Only In Britain (And America)

UK Telegraph columnist Christopher Howse writes on the 'row' - a rather mild word for a dispute in which Muslims have burned down churches - over Borneo Christians using the word Allah for God, as they have 'from time immemorial':

Two-thirds of Malaysians are Muslims and about 10 per cent of them Christians. Malaysian political life is a little different from that in Britain. The leader of the opposition, for example, is facing trial on charges of "sodomy", a ploy used by the government before.
Malaysian political life certainly is a little different from that in Britain where a Daily Mail journalist can ask without the slightest hint of irony of a senior member of the ruling Labour Party: he ever going to marry his boyfriend, about whom he never speaks?
... as if it is quite natural.

Meanwhile, Telegraph Religious Affairs Correspondent Jonathan Wynne-Jones breaks the news that:

A senior adviser to the Queen has met secretly with the leader of the Roman Catholic Church in England and Wales to express concern over the Pope's offer for disaffected Anglicans to convert to Rome.
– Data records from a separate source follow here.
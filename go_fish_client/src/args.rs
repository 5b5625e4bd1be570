use clap::Parser;

#[derive(Parser, Debug, Clone)]
#[command(name = "go-fish", version, about = "Play Go Fish against the computer in your terminal", long_about = None)]
pub struct Cli {
    /// Name of your seat
    #[arg(short, long, default_value = "You")]
    pub name: String,

    /// Number of computer opponents
    #[arg(short, long, default_value_t = 2, value_parser = clap::value_parser!(u8).range(1..=9))]
    pub computers: u8,

    /// Seed for the shuffle and the computers' choices (random if omitted)
    #[arg(long)]
    pub seed: Option<u64>,

    /// A player who gets cards from a request asks again before the turn passes
    #[arg(long, default_value_t = false)]
    pub go_again: bool,

    /// Print every game event as one JSON line instead of text
    #[arg(long, default_value_t = false)]
    pub json: bool,

    /// Let the computer play your seat too and just watch
    #[arg(long, default_value_t = false)]
    pub watch: bool,
}

impl Cli {
    /// Seats in play order: your seat first, then the computers.
    pub fn seats(&self) -> Vec<(String, bool)> {
        let mut seats = vec![(self.name.clone(), !self.watch)];
        seats.extend((1..=self.computers).map(|i| (format!("Computer {i}"), false)));
        seats
    }
}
In a highly unusual step, Earl Peel, the Lord Chamberlain, asked Vincent Nichols, the Archbishop of Westminster, to meet him following Pope Benedict XVI's decree.
He writes:

The Archbishop reassured Lord Peel that Pope Benedict had only issued the decree in response to the requests of traditionalist Anglicans disillusioned with the liberal direction of their Church.
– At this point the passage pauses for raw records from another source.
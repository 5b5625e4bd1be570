use crate::card::Rank;
use crate::error::GameError;
use crate::message::{GameEvent, PlayerCommand};
use crate::player::Player;
use crate::state::*;
use rand::Rng;
use rand::seq::IndexedRandom;
use tracing::{debug, info};

// --- Turn protocol ---

impl GameState {
    /// The current player asks `opponent` for every card of `rank`.
    ///
    /// On a catch the cards join the asker's hand. Otherwise the asker goes
    /// fishing and draws one card, unless the deck is already empty. Either
    /// way the asker's hand is then scanned for books. The turn does not
    /// advance; that is up to the driver via `end_turn`.
    pub fn ask(&mut self, asker: PlayerId, opponent: PlayerId, rank: Rank) -> Result<Vec<GameEvent>, GameError> {
        self.ensure_in_progress()?;
        let asker_idx = self.index_of(asker)?;
        let opponent_idx = self.index_of(opponent)?;
        if asker_idx != self.cur_player_idx {
            return Err(GameError::NotYourTurn);
        }
        if asker_idx == opponent_idx {
            return Err(GameError::SelfRequest);
        }

        let received = {
            let (player, other) = self.pair_mut(asker_idx, opponent_idx);
            player.request_card(rank, other)
        };

        let mut events = Vec::new();
        if received.is_empty() {
            let drawn = self.deck.deal();
            if let Some(card) = drawn {
                self.players[asker_idx].add_to_hand([card]);
            }
            debug!(
                player = self.players[asker_idx].name(),
                %rank,
                drew = drawn.is_some(),
                deck = self.deck.len(),
                "go fish"
            );
            events.push(GameEvent::GoFish { player: asker, asked: opponent, rank, drawn });
        } else {
            debug!(
                player = self.players[asker_idx].name(),
                from = self.players[opponent_idx].name(),
                %rank,
                count = received.len(),
                "request caught cards"
            );
            events.push(GameEvent::CardsGiven { from: opponent, to: asker, rank, count: received.len() });
            self.players[asker_idx].add_to_hand(received);
        }

        for rank in self.players[asker_idx].check_for_books() {
            events.push(GameEvent::BookCompleted { player: asker, rank });
        }
        Ok(events)
    }

    /// Closes the current turn.
    ///
    /// If the game is over the winner is recorded and the phase becomes
    /// `GameOver`; otherwise the next seat gets the turn.
    pub fn end_turn(&mut self) -> Result<Vec<GameEvent>, GameError> {
        self.ensure_in_progress()?;

        if self.is_over() {
            let winner = self.winner();
            let (id, books) = (winner.id(), winner.book_count());
            info!(winner = winner.name(), books, "game over");
            self.winner = Some(id);
            self.phase = GamePhase::GameOver;
            return Ok(vec![GameEvent::GameOver { winner: id, books }]);
        }

        self.advance_turn();
        let next = self.current_player();
        debug!(player = next.name(), "turn passed");
        Ok(vec![GameEvent::TurnPassed { player: next.id() }])
    }

    /// Picks an opponent and a rank for the current player, both uniformly at random.
    ///
    /// The rank is drawn from the distinct ranks in the player's own hand, so an
    /// empty hand fails with `NoRankInHand`.
    pub fn choose_request<R>(&self, rng: &mut R) -> Result<(PlayerId, Rank), GameError>
    where
        R: Rng + ?Sized,
    {
        let me = self.current_player();
        let ranks = me.ranks_in_hand();
        if ranks.is_empty() {
            return Err(GameError::NoRankInHand { player: me.name().to_string() });
        }

        let opponents: Vec<PlayerId> = self
            .players
            .iter()
            .filter(|p| p.id() != me.id())
            .map(Player::id)
            .collect();
        let opponent = *opponents
            .choose(rng)
            .ok_or(GameError::InvalidPlayerCount(self.players.len()))?;
        let rank = *ranks
            .choose(rng)
            .ok_or_else(|| GameError::NoRankInHand { player: me.name().to_string() })?;
        Ok((opponent, rank))
    }

    /// One automated action for the current player: a random request.
    pub fn computer_turn<R>(&mut self, rng: &mut R) -> Result<Vec<GameEvent>, GameError>
    where
        R: Rng + ?Sized,
    {
        self.ensure_in_progress()?;
        let asker = self.current_player().id();
        let (opponent, rank) = self.choose_request(rng)?;
        self.ask(asker, opponent, rank)
    }

    /// Applies a command on behalf of the current player.
    pub fn handle_command<R>(&mut self, command: PlayerCommand, rng: &mut R) -> Result<Vec<GameEvent>, GameError>
    where
        R: Rng + ?Sized,
    {
        match command {
            PlayerCommand::Ask { opponent, rank } => {
                let asker = self.current_player().id();
                self.ask(asker, opponent, rank)
            }
            PlayerCommand::Automated => self.computer_turn(rng),
            PlayerCommand::EndTurn => self.end_turn(),
        }
    }

    fn ensure_in_progress(&self) -> Result<(), GameError> {
        match self.phase {
            GamePhase::GameOver => Err(GameError::GameOver),
            _ => Ok(()),
        }
    }
}

// --- Unit tests ---
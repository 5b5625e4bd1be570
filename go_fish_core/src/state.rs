use crate::card::{Card, Deck, Rank};
use crate::error::GameError;
use crate::player::Player;
use rand::Rng;
use serde::{Deserialize, Serialize};
use std::collections::HashMap;
use tracing::debug;
use uuid::Uuid;

pub type PlayerId = Uuid;

/// Cards dealt to every player at the start.
pub const HAND_SIZE: usize = 5;
pub const MIN_PLAYERS: usize = 2;
/// 10 × 5 cards still fits in one deck.
pub const MAX_PLAYERS: usize = 10;

/// Serialize-only: the deck is skipped, so a serialized game cannot be restored.
#[derive(Debug, Clone, Serialize)]
pub struct GameState {
    // Seat order, fixed for the lifetime of the game.
    pub(crate) players: Vec<Player>,
    // Lookup from PlayerId to seat index.
    #[serde(skip)]
    pub(crate) player_indices: HashMap<PlayerId, usize>,
    // Undealt cards stay private.
    #[serde(skip)]
    pub(crate) deck: Deck,
    pub(crate) cur_player_idx: usize,
    pub(crate) phase: GamePhase,
    pub(crate) winner: Option<PlayerId>,
}

#[derive(Debug, Clone, Copy, Serialize, Deserialize, PartialEq, Eq)]
pub enum GamePhase {
    Dealing,
    InProgress,
    GameOver,
}

impl GameState {
    /// Seats the players in order, shuffles a fresh deck and deals the opening hands.
    ///
    /// Each player is dealt all five cards before the next player receives any.
    pub fn new<S, R>(seats: impl IntoIterator<Item = (S, bool)>, rng: &mut R) -> Result<Self, GameError>
    where
        S: Into<String>,
        R: Rng + ?Sized,
    {
        let players: Vec<Player> = seats
            .into_iter()
            .map(|(name, is_human)| Player::new(name, is_human))
            .collect();
        Self::with_deck(players, Deck::new(rng))
    }

    pub(crate) fn with_deck(players: Vec<Player>, deck: Deck) -> Result<Self, GameError> {
        if !(MIN_PLAYERS..=MAX_PLAYERS).contains(&players.len()) {
            return Err(GameError::InvalidPlayerCount(players.len()));
        }

        let mut state = GameState {
            player_indices: players.iter().enumerate().map(|(i, p)| (p.id(), i)).collect(),
            players,
            deck,
            cur_player_idx: 0,
            phase: GamePhase::Dealing,
            winner: None,
        };
        state.deal_opening_hands();
        state.phase = GamePhase::InProgress;
        Ok(state)
    }

    fn deal_opening_hands(&mut self) {
        for player in self.players.iter_mut() {
            for _ in 0..HAND_SIZE {
                if let Some(card) = self.deck.deal() {
                    player.add_to_hand([card]);
                }
            }
            debug!(player = player.name(), cards = player.hand().len(), "dealt opening hand");
        }
    }

    // --- Queries ---

    pub fn players(&self) -> &[Player] {
        &self.players
    }

    pub fn player(&self, id: PlayerId) -> Option<&Player> {
        self.player_indices.get(&id).map(|&idx| &self.players[idx])
    }

    pub fn deck(&self) -> &Deck {
        &self.deck
    }

    pub fn phase(&self) -> GamePhase {
        self.phase
    }

    pub fn current_player_idx(&self) -> usize {
        self.cur_player_idx
    }

    pub fn current_player(&self) -> &Player {
        &self.players[self.cur_player_idx]
    }

    /// The recorded winner once the game has been ended by `end_turn`.
    pub fn recorded_winner(&self) -> Option<&Player> {
        self.winner.and_then(|id| self.player(id))
    }

    /// True when the deck is exhausted or nobody holds any cards.
    pub fn is_over(&self) -> bool {
        self.deck.is_empty() || self.players.iter().all(|p| !p.has_cards())
    }

    /// The player with the most books; ties go to the earliest seat.
    ///
    /// Meant for the end of the game. Before anyone has a book this is simply the first player.
    pub fn winner(&self) -> &Player {
        let mut best = &self.players[0];
        for player in &self.players[1..] {
            if player.book_count() > best.book_count() {
                best = player;
            }
        }
        best
    }

    // --- Commands ---

    /// Moves the turn to the next seat, wrapping around. Does not check for the end of the game.
    pub fn advance_turn(&mut self) {
        self.cur_player_idx = (self.cur_player_idx + 1) % self.players.len();
    }

    /// Deals the top card of the deck to a player.
    pub fn draw(&mut self, player_id: PlayerId) -> Result<Card, GameError> {
        let idx = self.index_of(player_id)?;
        let card = self.deck.deal().ok_or(GameError::EmptyDeckDraw)?;
        self.players[idx].add_to_hand([card]);
        Ok(card)
    }

    pub(crate) fn index_of(&self, id: PlayerId) -> Result<usize, GameError> {
        self.player_indices.get(&id).copied().ok_or(GameError::UnknownPlayer(id))
    }

    /// Mutable access to two different seats at once.
    pub(crate) fn pair_mut(&mut self, a: usize, b: usize) -> (&mut Player, &mut Player) {
        assert_ne!(a, b, "pair_mut needs two distinct seats");
        if a < b {
            let (left, right) = self.players.split_at_mut(b);
            (&mut left[a], &mut right[0])
        } else {
            let (left, right) = self.players.split_at_mut(a);
            (&mut right[0], &mut left[b])
        }
    }

    /// The game as `viewer` is allowed to see it: other hands are reduced to their size.
    pub fn for_player(&self, viewer: PlayerId) -> GameView {
        GameView {
            players: self
                .players
                .iter()
                .map(|p| PlayerView {
                    id: p.id(),
                    name: p.name().to_string(),
                    is_human: p.is_human(),
                    hand: (p.id() == viewer).then(|| p.hand().to_vec()),
                    hand_size: p.hand().len(),
                    books: p.books().to_vec(),
                })
                .collect(),
            deck_remaining: self.deck.len(),
            current_player: self.current_player().id(),
            phase: self.phase,
            winner: self.winner,
        }
    }
}

/// A redacted snapshot of the game for one viewer.
#[derive(Debug, Clone, Serialize, Deserialize, PartialEq, Eq)]
pub struct GameView {
    pub players: Vec<PlayerView>,
    pub deck_remaining: usize,
    pub current_player: PlayerId,
    pub phase: GamePhase,
    pub winner: Option<PlayerId>,
}

#[derive(Debug, Clone, Serialize, Deserialize, PartialEq, Eq)]
pub struct PlayerView {
    pub id: PlayerId,
    pub name: String,
    pub is_human: bool,
    /// Only present for the viewer's own seat.
    pub hand: Option<Vec<Card>>,
    pub hand_size: usize,
    pub books: Vec<Rank>,
}

// --- Unit tests ---
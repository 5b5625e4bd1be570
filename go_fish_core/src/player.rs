use crate::card::{Card, Rank, sort_hand};
use crate::state::PlayerId;
use serde::{Deserialize, Serialize};
use std::collections::BTreeSet;
use tracing::info;
use uuid::Uuid;

/// Cards of one rank that make a book.
pub const BOOK_SIZE: usize = 4;

#[derive(Debug, Clone, Serialize, Deserialize)]
pub struct Player {
    id: PlayerId,
    name: String,
    is_human: bool,
    // always sorted by rank value, see `add_to_hand`
    hand: Vec<Card>,
    books: Vec<Rank>,
}

impl Player {
    pub fn new(name: impl Into<String>, is_human: bool) -> Player {
        Player {
            id: Uuid::new_v4(),
            name: name.into(),
            is_human,
            hand: Vec::new(),
            books: Vec::new(),
        }
    }

    pub fn id(&self) -> PlayerId {
        self.id
    }

    pub fn name(&self) -> &str {
        &self.name
    }

    pub fn is_human(&self) -> bool {
        self.is_human
    }

    pub fn hand(&self) -> &[Card] {
        &self.hand
    }

    pub fn books(&self) -> &[Rank] {
        &self.books
    }

    pub fn book_count(&self) -> usize {
        self.books.len()
    }

    pub fn has_cards(&self) -> bool {
        !self.hand.is_empty()
    }

    /// Distinct ranks currently held, ascending. Does not rely on the hand being sorted.
    pub fn ranks_in_hand(&self) -> Vec<Rank> {
        let ranks: BTreeSet<Rank> = self.hand.iter().map(|c| c.rank).collect();
        ranks.into_iter().collect()
    }

    /// Takes every card of `rank` out of `opponent`'s hand and hands them back.
    ///
    /// An empty result means "go fish". The caller's own hand is left alone so
    /// the caller decides when to `add_to_hand` and `check_for_books`.
    pub fn request_card(&self, rank: Rank, opponent: &mut Player) -> Vec<Card> {
        opponent.remove_by_rank(rank)
    }

    /// Appends `cards` and re-sorts the whole hand.
    pub fn add_to_hand(&mut self, cards: impl IntoIterator<Item = Card>) {
        self.hand.extend(cards);
        sort_hand(&mut self.hand);
    }

    /// Extracts all cards of `rank`, keeping the rest in order.
    pub fn remove_by_rank(&mut self, rank: Rank) -> Vec<Card> {
        let (matching, rest): (Vec<Card>, Vec<Card>) =
            self.hand.iter().partition(|c| c.rank == rank);
        self.hand = rest;
        matching
    }

    /// Moves every completed four-of-a-kind from the hand into `books`.
    ///
    /// Ranks are processed in ascending order; returns the ranks booked by this call.
    pub fn check_for_books(&mut self) -> Vec<Rank> {
        let completed: Vec<Rank> = self
            .ranks_in_hand()
            .into_iter()
            .filter(|rank| self.hand.iter().filter(|c| c.rank == *rank).count() == BOOK_SIZE)
            .collect();

        for &rank in &completed {
            self.remove_by_rank(rank);
            self.books.push(rank);
            info!(player = %self.name, %rank, books = self.books.len(), "book completed");
        }
        completed
    }

    #[cfg(test)]
    pub(crate) fn with_hand(name: &str, is_human: bool, hand: Vec<Card>) -> Player {
        let mut player = Player::new(name, is_human);
        player.add_to_hand(hand);
        player
    }

    #[cfg(test)]
    pub(crate) fn push_books(&mut self, books: &[Rank]) {
        self.books.extend_from_slice(books);
    }
}

// --- Unit tests ---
He stressed that it had not been intended as a hostile act or to in any way destabilise the Church of England, which has been engulfed in rows over women bishops and gay clergy.
And recalls that:

Dr Rowan Williams, the Archbishop of Canterbury, said that at the time that it had been viewed as "a dawn raid on the Anglican communion".
Meanwhile, Williams lectures capitalists in New York:

Giving a lesson at Trinity Wall Street Episcopal Church... Dr Rowan Williams attacked what he called the "straw man" of self-interest and the way in which rich countries disregarded poor ones... "We live in a world that's broken in the sense that a very large part of our world, notably Africa, feels, with a good deal of justification, that the rest of the world has more or less stopped thinking about it."
Williams is, it appears, another man on whom the irony of his own words is lost.
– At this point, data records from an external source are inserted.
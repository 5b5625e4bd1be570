mod args;
mod input;
mod render;

use anyhow::{Context, Result};
use clap::Parser;
use rand::SeedableRng;
use rand::rngs::StdRng;
use tokio::io::{AsyncBufReadExt, BufReader, Lines, Stdin};
use tracing::{debug, info};
use tracing_subscriber::EnvFilter;

use go_fish_core::{GameEvent, GamePhase, GameState, PlayerCommand};

use crate::args::Cli;
use crate::input::{HELP, Input, parse_line, resolve_opponent};
use crate::render::Renderer;

type InputLines = Lines<BufReader<Stdin>>;

/// How a turn ended from the driver's point of view.
enum TurnResult {
    /// The player acted; `true` when the request caught cards.
    Played(bool),
    Quit,
}

#[tokio::main]
async fn main() -> Result<()> {
    let cli = Cli::parse();

    // logs go to stderr so they never mix with the table output
    tracing_subscriber::fmt()
        .with_env_filter(EnvFilter::try_from_default_env().unwrap_or_else(|_| EnvFilter::new("warn")))
        .with_writer(std::io::stderr)
        .init();

    let mut rng = match cli.seed {
        Some(seed) => StdRng::seed_from_u64(seed),
        None => StdRng::from_os_rng(),
    };
    let mut game = GameState::new(cli.seats(), &mut rng).context("setting up the table")?;
    info!(players = game.players().len(), seed = ?cli.seed, go_again = cli.go_again, "new game");

    let mut renderer = Renderer::new(cli.json);
    let mut stdin = BufReader::new(tokio::io::stdin()).lines();

    renderer.note("--- Go Fish ---")?;
    renderer.note(&format!("--- {}'s turn ---", game.current_player().name()))?;

    while game.phase() != GamePhase::GameOver {
        let turn = if game.current_player().is_human() {
            human_turn(&mut game, &mut stdin, &mut renderer).await?
        } else {
            computer_turn(&mut game, &mut rng, &mut renderer)?
        };

        let caught = match turn {
            TurnResult::Played(caught) => caught,
            TurnResult::Quit => {
                renderer.note("Leaving the table.")?;
                return Ok(());
            }
        };

        if caught && cli.go_again && !game.is_over() {
            debug!(player = game.current_player().name(), "caught cards, going again");
            continue;
        }

        let events = game.end_turn()?;
        renderer.events(&game, &events)?;
    }

    let viewer = game.players()[0].id();
    renderer.view(&game.for_player(viewer))?;
    Ok(())
}

/// Reads commands until the human makes a request or quits.
///
/// Each turn opens with the human's hand, or their `GameView` in JSON mode.
async fn human_turn(game: &mut GameState, stdin: &mut InputLines, renderer: &mut Renderer) -> Result<TurnResult> {
    let me = game.current_player().id();

    if !game.current_player().has_cards() {
        renderer.message("You have no cards left, so your turn passes.")?;
        return Ok(TurnResult::Played(false));
    }
    renderer.hand(game, me)?;

    loop {
        renderer.prompt(&format!("{}, ask for a card rank: ", game.current_player().name()))?;

        let Some(line) = stdin.next_line().await.context("reading from stdin")? else {
            return Ok(TurnResult::Quit);
        };

        let (target, rank) = match parse_line(&line) {
            Ok(Input::Ask { target, rank }) => (target, rank),
            Ok(Input::Nothing) => continue,
            Ok(Input::Quit) => return Ok(TurnResult::Quit),
            Ok(Input::Hand) => {
                renderer.hand(game, me)?;
                continue;
            }
            Ok(Input::Status) => {
                renderer.view(&game.for_player(me))?;
                continue;
            }
            Ok(Input::Help) => {
                renderer.message(HELP)?;
                continue;
            }
            Err(message) => {
                renderer.message(&message)?;
                continue;
            }
        };

        let opponent = match resolve_opponent(game, target.as_deref()) {
            Ok(opponent) => opponent,
            Err(message) => {
                renderer.message(&message)?;
                continue;
            }
        };

        // rejected requests (asking yourself, ...) cost nothing, just ask again
        match game.ask(me, opponent, rank) {
            Ok(events) => {
                renderer.events(game, &events)?;
                renderer.hand(game, me)?;
                return Ok(TurnResult::Played(events.iter().any(GameEvent::is_catch)));
            }
            Err(e) => renderer.message(&e.to_string())?,
        }
    }
}

/// One random request for a computer seat. Empty-handed computers sit the turn out.
fn computer_turn(game: &mut GameState, rng: &mut StdRng, renderer: &mut Renderer) -> Result<TurnResult> {
    let player = game.current_player();
    if !player.has_cards() {
        info!(player = player.name(), "no cards to ask for, skipping the request");
        renderer.note(&format!("{} has no cards and passes.", player.name()))?;
        return Ok(TurnResult::Played(false));
    }

    let events = game.handle_command(PlayerCommand::Automated, rng)?;
    renderer.events(game, &events)?;
    Ok(TurnResult::Played(events.iter().any(GameEvent::is_catch)))
}
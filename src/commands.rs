//! CLI command bodies that talk to a running bridge
//!
//! `status` and `list` read the local endpoint; `add`, `remove`, and
//! `toggle` prefer the running bridge (so the change applies immediately)
//! and fall back to editing the configuration file when it is down.

use std::path::Path;

use crate::config::{Config, ProviderConfig};
use crate::control::client::LocalClient;
use crate::control::probe;
use crate::protocol::{
    AddServerPayload, LocalFrame, RemoveServerPayload, StatusPayload, ToggleServerPayload,
};
use crate::{Error, Result};

/// `status`: print the running bridge's snapshot.
pub async fn status(json: bool) -> Result<()> {
    let mut client = LocalClient::connect().await?;
    let status = client.wait_status().await?;
    if json {
        println!("{}", serde_json::to_string_pretty(&status)?);
    } else {
        render_status(&status);
    }
    Ok(())
}

fn render_status(status: &StatusPayload) {
    println!("clara-companion {} (up {}s)", status.version, status.uptime_secs);
    if status.connection == "auth_failed" {
        println!("cloud: auth failed - re-login required");
    } else {
        println!("cloud: {} ({})", status.connection, status.cloud_url);
    }
    if let Some(device) = &status.device_id {
        println!("device: {device}");
    }
    if status.providers.is_empty() {
        println!("providers: none configured");
        return;
    }
    println!("providers:");
    for provider in &status.providers {
        let state = match (provider.enabled, provider.running) {
            (true, true) => format!("running, {} tools", provider.tools),
            (true, false) if provider.error.is_empty() => "not running".to_string(),
            (true, false) => format!("not running ({})", provider.error),
            (false, _) => "disabled".to_string(),
        };
        println!("  {:<20} {state}", provider.name);
    }
}

/// `add`: register a provider, live when possible.
pub async fn add(
    config_path: &Path,
    name: String,
    command: String,
    args: Vec<String>,
) -> Result<()> {
    let payload = AddServerPayload {
        request_id: String::new(),
        name: name.clone(),
        description: String::new(),
        command,
        args,
        enabled: true,
    };

    if probe().await {
        let mut client = LocalClient::connect().await?;
        client.request_ok(&LocalFrame::AddServer(payload)).await?;
        println!("Added provider {name}.");
        return Ok(());
    }

    let mut config = Config::load_or_default(config_path)?;
    if config.provider(&name).is_some() {
        return Err(Error::Config(format!("provider {name} already exists")));
    }
    config.providers.push(ProviderConfig {
        name: name.clone(),
        description: payload.description,
        command: payload.command,
        args: payload.args,
        transport: "stdio".to_string(),
        enabled: true,
    });
    config.save(config_path)?;
    println!("Added provider {name} (bridge not running; applies on next start).");
    Ok(())
}

/// `remove`: drop a provider, live when possible.
pub async fn remove(config_path: &Path, name: String) -> Result<()> {
    if probe().await {
        let mut client = LocalClient::connect().await?;
        client
            .request_ok(&LocalFrame::RemoveServer(RemoveServerPayload {
                request_id: String::new(),
                name: name.clone(),
            }))
            .await?;
        println!("Removed provider {name}.");
        return Ok(());
    }

    let mut config = Config::load(config_path)?;
    if config.provider(&name).is_none() {
        return Err(Error::Config(format!("no such provider: {name}")));
    }
    config.providers.retain(|p| p.name != name);
    config.save(config_path)?;
    println!("Removed provider {name}.");
    Ok(())
}

/// `toggle`: enable/disable a provider, live when possible.
pub async fn toggle(config_path: &Path, name: String, state: Option<String>) -> Result<()> {
    let enabled = state.as_deref().map(|s| s == "on");

    if probe().await {
        let mut client = LocalClient::connect().await?;
        client
            .request_ok(&LocalFrame::ToggleServer(ToggleServerPayload {
                request_id: String::new(),
                name: name.clone(),
                enabled,
            }))
            .await?;
        println!("Toggled provider {name}.");
        return Ok(());
    }

    let mut config = Config::load(config_path)?;
    let Some(provider) = config.provider_mut(&name) else {
        return Err(Error::Config(format!("no such provider: {name}")));
    };
    provider.enabled = enabled.unwrap_or(!provider.enabled);
    let now_enabled = provider.enabled;
    config.save(config_path)?;
    println!(
        "Provider {name} is now {}.",
        if now_enabled { "enabled" } else { "disabled" }
    );
    Ok(())
}

/// `list`: show configured providers, with live state when available.
pub async fn list(config_path: &Path) -> Result<()> {
    if probe().await {
        let mut client = LocalClient::connect().await?;
        let status = client.wait_status().await?;
        render_status(&status);
        return Ok(());
    }

    let config = Config::load_or_default(config_path)?;
    if config.providers.is_empty() {
        println!("No providers configured.");
        return Ok(());
    }
    for provider in &config.providers {
        println!(
            "{:<20} {} {}  [{}]",
            provider.name,
            provider.command,
            provider.args.join(" "),
            if provider.enabled { "enabled" } else { "disabled" }
        );
    }
    Ok(())
}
If Africans believe 'the rest of the world has more or less stopped thinking about' them, it is because they have been abandoned by the west to corrupt governments and radical Islam - the former which pocket the profits of capitalism while their people go hungry and the latter which drive out capitalist western ventures that could free their countries from poverty - and have been alienated by Williams' own liberally-enthralled church and its American cousin to the extent that they are about to break away from the Anglican community.